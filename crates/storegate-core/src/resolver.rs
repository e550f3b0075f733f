//! Tenant resolution over the external tenant store.
//!
//! [`ShopResolver`] turns a [`ShopDomain`] into a [`Resolution`] through a
//! single point-in-time read of the injected [`TenantStore`]. There is no
//! caching and no retry; a store failure propagates as
//! [`StoreError::Unavailable`] rather than being folded into a "not found"
//! answer, because an unavailable store is not a trust decision.

use crate::{ShopDomain, StoreError, Tenant};
use async_trait::async_trait;
use std::sync::Arc;
use tracing::instrument;

// ============================================================================
// TenantStore
// ============================================================================

/// Interface for the external tenant store.
///
/// The single capability this core requires from persistence: an exact-domain
/// lookup that can optionally surface soft-deleted records. Implementable
/// over any backend.
#[cfg_attr(test, mockall::automock)]
#[async_trait]
pub trait TenantStore: Send + Sync {
    /// Find a tenant by exact domain match.
    ///
    /// When `include_soft_deleted` is false, a soft-deleted record must be
    /// reported as absent (`Ok(None)`).
    ///
    /// # Errors
    ///
    /// Returns [`StoreError::Unavailable`] when the store cannot answer.
    async fn find_by_domain(
        &self,
        domain: &ShopDomain,
        include_soft_deleted: bool,
    ) -> Result<Option<Tenant>, StoreError>;
}

// ============================================================================
// Resolution
// ============================================================================

/// Outcome of resolving a shop domain.
///
/// `FoundDeleted` is distinct from `NotFound` because the interactive flow
/// must distinguish "never installed" from "was installed, now removed" to
/// choose the correct recovery path. Webhook validation treats
/// `FoundDeleted` as a rejection.
#[derive(Debug, Clone, PartialEq, Eq)]
pub enum Resolution {
    /// No tenant record matches the domain.
    NotFound,

    /// An active tenant record matches the domain.
    FoundActive(Tenant),

    /// A soft-deleted tenant record matches the domain.
    FoundDeleted(Tenant),
}

// ============================================================================
// ShopResolver
// ============================================================================

/// Resolves a shop domain to a tenant record.
pub struct ShopResolver {
    store: Arc<dyn TenantStore>,
}

impl ShopResolver {
    /// Create a resolver over the given tenant store.
    pub fn new(store: Arc<dyn TenantStore>) -> Self {
        Self { store }
    }

    /// Resolve a domain to a tenant, tagging soft-deleted records.
    ///
    /// # Errors
    ///
    /// Propagates [`StoreError`] from the underlying store unchanged.
    #[instrument(skip(self), fields(shop = %domain))]
    pub async fn resolve(
        &self,
        domain: &ShopDomain,
        include_soft_deleted: bool,
    ) -> Result<Resolution, StoreError> {
        let record = self
            .store
            .find_by_domain(domain, include_soft_deleted)
            .await?;

        let resolution = match record {
            None => Resolution::NotFound,
            Some(tenant) if tenant.deleted => {
                if include_soft_deleted {
                    Resolution::FoundDeleted(tenant)
                } else {
                    // A compliant store already filtered this record out;
                    // enforce the contract here for stores that do not.
                    Resolution::NotFound
                }
            }
            Some(tenant) => Resolution::FoundActive(tenant),
        };

        Ok(resolution)
    }
}

impl std::fmt::Debug for ShopResolver {
    fn fmt(&self, f: &mut std::fmt::Formatter<'_>) -> std::fmt::Result {
        f.debug_struct("ShopResolver").finish_non_exhaustive()
    }
}

#[cfg(test)]
#[path = "resolver_tests.rs"]
mod tests;
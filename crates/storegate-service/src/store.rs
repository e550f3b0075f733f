//! In-memory tenant and session stores for development and testing.
//!
//! Production deployments implement [`TenantStore`] and [`SessionStore`]
//! over their real persistence; these adapters exist so that the service
//! binary runs end-to-end without external infrastructure.

use async_trait::async_trait;
use std::collections::HashMap;
use std::sync::atomic::{AtomicU64, Ordering};
use storegate_core::{SessionStore, ShopDomain, StoreError, Tenant, TenantId, TenantStore};
use tokio::sync::RwLock;
use tracing::info;

// ============================================================================
// MemoryTenantStore
// ============================================================================

/// Tenant store backed by an in-process map, with soft-delete support.
#[derive(Debug, Default)]
pub struct MemoryTenantStore {
    tenants: RwLock<HashMap<String, Tenant>>,
    next_id: AtomicU64,
}

impl MemoryTenantStore {
    /// Create an empty store.
    pub fn new() -> Self {
        Self::default()
    }

    /// Create or update the record for `domain`, marking the integration
    /// installed with a stored access token. Reinstalling a soft-deleted
    /// tenant revives the record.
    pub async fn install(&self, domain: &ShopDomain) -> Tenant {
        let mut tenants = self.tenants.write().await;

        let tenant = tenants
            .entry(domain.as_str().to_string())
            .and_modify(|t| {
                t.installed = true;
                t.deleted = false;
                t.has_access_token = true;
            })
            .or_insert_with(|| {
                let id = TenantId::new(self.next_id.fetch_add(1, Ordering::Relaxed) + 1);
                Tenant::new(id, domain.clone())
            })
            .clone();

        info!(shop = %domain, tenant_id = %tenant.id, "Tenant installed");
        tenant
    }

    /// Soft-delete the record for `domain`. Returns false when no record
    /// exists.
    pub async fn soft_delete(&self, domain: &ShopDomain) -> bool {
        let mut tenants = self.tenants.write().await;
        match tenants.get_mut(domain.as_str()) {
            Some(tenant) => {
                tenant.deleted = true;
                tenant.installed = false;
                true
            }
            None => false,
        }
    }
}

#[async_trait]
impl TenantStore for MemoryTenantStore {
    async fn find_by_domain(
        &self,
        domain: &ShopDomain,
        include_soft_deleted: bool,
    ) -> Result<Option<Tenant>, StoreError> {
        let tenants = self.tenants.read().await;
        let record = tenants
            .get(domain.as_str())
            .filter(|t| include_soft_deleted || !t.deleted)
            .cloned();
        Ok(record)
    }
}

// ============================================================================
// MemorySessionStore
// ============================================================================

/// Session store backed by an in-process map.
///
/// Real deployments scope session values to the current user's cookie
/// session; this adapter uses a single shared scope, which is sufficient for
/// development.
#[derive(Debug, Default)]
pub struct MemorySessionStore {
    values: RwLock<HashMap<String, String>>,
}

impl MemorySessionStore {
    /// Create an empty store.
    pub fn new() -> Self {
        Self::default()
    }
}

#[async_trait]
impl SessionStore for MemorySessionStore {
    async fn get(&self, key: &str) -> Result<Option<String>, StoreError> {
        Ok(self.values.read().await.get(key).cloned())
    }

    async fn put(&self, key: &str, value: &str) -> Result<(), StoreError> {
        self.values
            .write()
            .await
            .insert(key.to_string(), value.to_string());
        Ok(())
    }

    async fn forget(&self, key: &str) -> Result<(), StoreError> {
        self.values.write().await.remove(key);
        Ok(())
    }
}

#[cfg(test)]
#[path = "store_tests.rs"]
mod tests;
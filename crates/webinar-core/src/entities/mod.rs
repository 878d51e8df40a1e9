//! Domain entities - core business objects

mod user;
mod webinar;

pub use user::User;
pub use webinar::Webinar;
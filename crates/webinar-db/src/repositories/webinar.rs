//! PostgreSQL implementation of WebinarRepository

use async_trait::async_trait;
use sqlx::PgPool;
use tracing::instrument;

use webinar_core::entities::Webinar;
use webinar_core::error::DomainError;
use webinar_core::traits::{RepoResult, WebinarRepository};
use webinar_core::value_objects::WebinarId;

use crate::models::WebinarModel;

use super::error::{map_db_error, map_unique_violation};

/// PostgreSQL implementation of WebinarRepository
#[derive(Clone)]
pub struct PgWebinarRepository {
    pool: PgPool,
}

impl PgWebinarRepository {
    /// Create a new PgWebinarRepository
    pub fn new(pool: PgPool) -> Self {
        Self { pool }
    }
}

#[async_trait]
impl WebinarRepository for PgWebinarRepository {
    #[instrument(skip(self))]
    async fn find_by_id(&self, id: &WebinarId) -> RepoResult<Option<Webinar>> {
        let result = sqlx::query_as::<_, WebinarModel>(
            r"
            SELECT id, organizer_id, title, start_date, end_date, seats
            FROM webinars
            WHERE id = $1
            ",
        )
        .bind(id.as_str())
        .fetch_optional(&self.pool)
        .await
        .map_err(map_db_error)?;

        Ok(result.map(Webinar::from))
    }

    #[instrument(skip(self), fields(webinar_id = %webinar.id))]
    async fn create(&self, webinar: &Webinar) -> RepoResult<()> {
        sqlx::query(
            r"
            INSERT INTO webinars (id, organizer_id, title, start_date, end_date, seats)
            VALUES ($1, $2, $3, $4, $5, $6)
            ",
        )
        .bind(webinar.id.as_str())
        .bind(webinar.organizer_id.as_str())
        .bind(&webinar.title)
        .bind(webinar.start_date)
        .bind(webinar.end_date)
        .bind(webinar.seats)
        .execute(&self.pool)
        .await
        .map_err(|e| {
            map_unique_violation(e, || DomainError::WebinarAlreadyExists(webinar.id.clone()))
        })?;

        Ok(())
    }

    #[instrument(skip(self), fields(webinar_id = %webinar.id))]
    async fn update(&self, webinar: &Webinar) -> RepoResult<()> {
        let result = sqlx::query(
            r"
            UPDATE webinars
            SET organizer_id = $2, title = $3, start_date = $4, end_date = $5, seats = $6
            WHERE id = $1
            ",
        )
        .bind(webinar.id.as_str())
        .bind(webinar.organizer_id.as_str())
        .bind(&webinar.title)
        .bind(webinar.start_date)
        .bind(webinar.end_date)
        .bind(webinar.seats)
        .execute(&self.pool)
        .await
        .map_err(map_db_error)?;

        if result.rows_affected() == 0 {
            return Err(DomainError::WebinarNotFound);
        }

        Ok(())
    }
}
//! Domain error types

mod domain_error;

pub use domain_error::DomainError;
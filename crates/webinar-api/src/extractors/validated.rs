//! Validated JSON extractor
//!
//! Extracts and validates JSON request bodies using the validator crate.

use axum::{
    async_trait,
    extract::{rejection::JsonRejection, FromRequest, Request},
    Json,
};
use serde::de::DeserializeOwned;
use validator::Validate;

use crate::response::ApiError;

/// Validated JSON extractor
///
/// Extracts a JSON body and validates it using the `validator` crate.
/// The inner type must implement both `Deserialize` and `Validate`.
#[derive(Debug, Clone)]
pub struct ValidatedJson<T>(pub T);

#[async_trait]
impl<S, T> FromRequest<S> for ValidatedJson<T>
where
    S: Send + Sync,
    T: DeserializeOwned + Validate,
{
    type Rejection = ApiError;

    async fn from_request(req: Request, state: &S) -> Result<Self, Self::Rejection> {
        let Json(value) = Json::<T>::from_request(req, state).await.map_err(|e| {
            match e {
                JsonRejection::JsonDataError(e) => ApiError::invalid_body(e.body_text()),
                JsonRejection::JsonSyntaxError(e) => ApiError::invalid_body(e.body_text()),
                JsonRejection::MissingJsonContentType(e) => ApiError::invalid_body(e.body_text()),
                JsonRejection::BytesRejection(e) => ApiError::invalid_body(e.body_text()),
                _ => ApiError::invalid_body("Invalid JSON body"),
            }
        })?;

        value.validate()?;

        Ok(ValidatedJson(value))
    }
}
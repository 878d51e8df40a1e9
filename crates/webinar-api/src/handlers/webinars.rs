//! Webinar handlers
//!
//! Endpoints for creating webinars and changing their seat capacity.

use axum::{extract::State, Json};
use webinar_service::{ChangeSeatsRequest, CreateWebinarRequest, MessageResponse, WebinarResponse};

use crate::extractors::{ApiPath, OptionalAuthUser, ValidatedJson, WebinarIdPath};
use crate::response::{ApiResult, Created};
use crate::state::AppState;

/// Create a new webinar
///
/// POST /webinars
pub async fn create_webinar(
    State(state): State<AppState>,
    ValidatedJson(request): ValidatedJson<CreateWebinarRequest>,
) -> ApiResult<Created<Json<MessageResponse>>> {
    let service = state.webinar_service();
    service.create_webinar(request.into()).await?;
    Ok(Created(Json(MessageResponse::webinar_created())))
}

/// Get webinar by ID
///
/// GET /webinars/{webinar_id}
pub async fn get_webinar(
    State(state): State<AppState>,
    ApiPath(path): ApiPath<WebinarIdPath>,
) -> ApiResult<Json<WebinarResponse>> {
    let service = state.webinar_service();
    let response = service.get_webinar(&path.webinar_id()).await?;
    Ok(Json(response))
}

/// Change the seat capacity of a webinar
///
/// POST /webinars/{webinar_id}/seats
///
/// A request without a token runs as the anonymous user, so the use case
/// answers 404 for an unknown webinar and 403 for an existing one.
pub async fn change_seats(
    State(state): State<AppState>,
    auth: OptionalAuthUser,
    ApiPath(path): ApiPath<WebinarIdPath>,
    ValidatedJson(request): ValidatedJson<ChangeSeatsRequest>,
) -> ApiResult<Json<MessageResponse>> {
    let service = state.webinar_service();
    let command = request.into_command(auth.into_user(), path.webinar_id());
    service.change_seats(command).await?;
    Ok(Json(MessageResponse::seats_updated()))
}
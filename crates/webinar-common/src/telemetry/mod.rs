//! Telemetry and tracing setup

mod tracing_setup;

pub use tracing_setup::{init_tracing, TracingConfig, TracingError};
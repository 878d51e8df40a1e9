//! Database models - SQLx-compatible structs for PostgreSQL tables

mod webinar;

pub use webinar::WebinarModel;
//! Application error types

mod app_error;

pub use app_error::{domain_status_code, AppError, ErrorResponse};
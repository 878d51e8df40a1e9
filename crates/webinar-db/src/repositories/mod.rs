//! Repository implementations
//!
//! Implementations of the repository traits defined in webinar-core.

mod error;
mod memory;
mod webinar;

pub use memory::InMemoryWebinarRepository;
pub use webinar::PgWebinarRepository;
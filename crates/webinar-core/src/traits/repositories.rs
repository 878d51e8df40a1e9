//! Repository traits (ports) - define the interface for data access
//!
//! These traits follow the Repository pattern from Domain-Driven Design.
//! The domain layer defines what it needs, and the infrastructure layer
//! provides the implementation.

use async_trait::async_trait;

use crate::entities::Webinar;
use crate::error::DomainError;
use crate::value_objects::WebinarId;

/// Result type for repository operations
pub type RepoResult<T> = Result<T, DomainError>;

// ============================================================================
// Webinar Repository
// ============================================================================

/// Persistence boundary for webinars. Holds no business rules.
#[async_trait]
pub trait WebinarRepository: Send + Sync {
    /// Find webinar by ID. A missing webinar is `Ok(None)`, not an error.
    async fn find_by_id(&self, id: &WebinarId) -> RepoResult<Option<Webinar>>;

    /// Persist a brand-new webinar
    ///
    /// Returns `WebinarAlreadyExists` if the id is taken.
    async fn create(&self, webinar: &Webinar) -> RepoResult<()>;

    /// Replace the stored state of an existing webinar
    ///
    /// Returns `WebinarNotFound` if no record matches `webinar.id`.
    async fn update(&self, webinar: &Webinar) -> RepoResult<()>;
}
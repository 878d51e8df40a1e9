//! Webinar service
//!
//! Handles webinar creation, seat changes, and lookups.

use chrono::{DateTime, Utc};
use tracing::{info, instrument, warn};

use webinar_core::entities::{User, Webinar};
use webinar_core::error::DomainError;
use webinar_core::value_objects::{UserId, WebinarId};

use crate::dto::WebinarResponse;

use super::context::ServiceContext;
use super::error::ServiceResult;

/// Input for changing the seat capacity of a webinar
#[derive(Debug, Clone)]
pub struct ChangeSeatsCommand {
    /// The caller requesting the change
    pub user: User,
    pub webinar_id: WebinarId,
    /// Requested new capacity
    pub seats: i32,
}

/// Input for creating a webinar
#[derive(Debug, Clone)]
pub struct CreateWebinarCommand {
    pub id: WebinarId,
    pub title: String,
    pub seats: i32,
    pub start_date: DateTime<Utc>,
    pub end_date: DateTime<Utc>,
    pub organizer_id: UserId,
}

/// Webinar service
pub struct WebinarService<'a> {
    ctx: &'a ServiceContext,
}

impl<'a> WebinarService<'a> {
    /// Create a new WebinarService
    pub fn new(ctx: &'a ServiceContext) -> Self {
        Self { ctx }
    }

    /// Change the number of seats of a webinar
    ///
    /// Checks run in a fixed order and the first failure wins: existence,
    /// organizer ownership, growth, then the upper bound. The repository is
    /// only written when every check passes.
    #[instrument(skip(self, command), fields(webinar_id = %command.webinar_id, user_id = %command.user.id, seats = command.seats))]
    pub async fn change_seats(&self, command: ChangeSeatsCommand) -> ServiceResult<()> {
        let webinar = self
            .ctx
            .webinar_repo()
            .find_by_id(&command.webinar_id)
            .await?
            .ok_or(DomainError::WebinarNotFound)?;

        if !webinar.is_organizer(&command.user.id) {
            warn!("Seat change rejected: caller is not the organizer");
            return Err(DomainError::WebinarNotOrganizer.into());
        }

        if command.seats <= webinar.seats {
            warn!(current = webinar.seats, "Seat change rejected: seats not increased");
            return Err(DomainError::SeatsCannotBeReduced.into());
        }

        if Webinar::exceeds_max_seats(command.seats) {
            warn!("Seat change rejected: above maximum");
            return Err(DomainError::SeatsExceedMaximum.into());
        }

        let updated = webinar.with_seats(command.seats);
        self.ctx.webinar_repo().update(&updated).await?;

        info!(previous = webinar.seats, "Webinar seats updated");

        Ok(())
    }

    /// Create a new webinar
    #[instrument(skip(self, command), fields(webinar_id = %command.id, organizer_id = %command.organizer_id))]
    pub async fn create_webinar(&self, command: CreateWebinarCommand) -> ServiceResult<()> {
        let webinar = Webinar::new(
            command.id,
            command.organizer_id,
            command.title,
            command.start_date,
            command.end_date,
            command.seats,
        );

        validate_new_webinar(&webinar)?;

        self.ctx.webinar_repo().create(&webinar).await?;

        info!(seats = webinar.seats, "Webinar created");

        Ok(())
    }

    /// Get webinar by ID
    #[instrument(skip(self))]
    pub async fn get_webinar(&self, webinar_id: &WebinarId) -> ServiceResult<WebinarResponse> {
        let webinar = self
            .ctx
            .webinar_repo()
            .find_by_id(webinar_id)
            .await?
            .ok_or(DomainError::WebinarNotFound)?;

        Ok(WebinarResponse::from(&webinar))
    }
}

fn validate_new_webinar(webinar: &Webinar) -> Result<(), DomainError> {
    if webinar.id.is_blank() {
        return Err(DomainError::invalid_input("id is required"));
    }
    if webinar.title.trim().is_empty() {
        return Err(DomainError::invalid_input("title is required"));
    }
    if webinar.organizer_id.is_blank() {
        return Err(DomainError::invalid_input("organizerId is required"));
    }
    if webinar.seats < Webinar::MIN_SEATS {
        return Err(DomainError::invalid_input(
            "Webinar must have at least 1 seat",
        ));
    }
    if Webinar::exceeds_max_seats(webinar.seats) {
        return Err(DomainError::SeatsExceedMaximum);
    }
    if !webinar.has_valid_schedule() {
        return Err(DomainError::invalid_input(
            "endDate must be after startDate",
        ));
    }
    Ok(())
}
//! # webinar-common
//!
//! Shared utilities including configuration, error handling, authentication, and telemetry.

pub mod auth;
pub mod config;
pub mod error;
pub mod telemetry;

// Re-export commonly used types at crate root
pub use auth::{Claims, JwtService};
pub use config::{
    AppConfig, AppSettings, ConfigError, DatabaseConfig, Environment, HttpConfig, JwtConfig,
    ServerConfig, StorageBackend,
};
pub use error::{domain_status_code, AppError, ErrorResponse};
pub use telemetry::{init_tracing, TracingConfig, TracingError};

════════════════════

◆ EXERCISE DETAILS
Number of lines above containing the word "WebinarService": state it and add nothing else.

◆ YOUR RESPONSE
3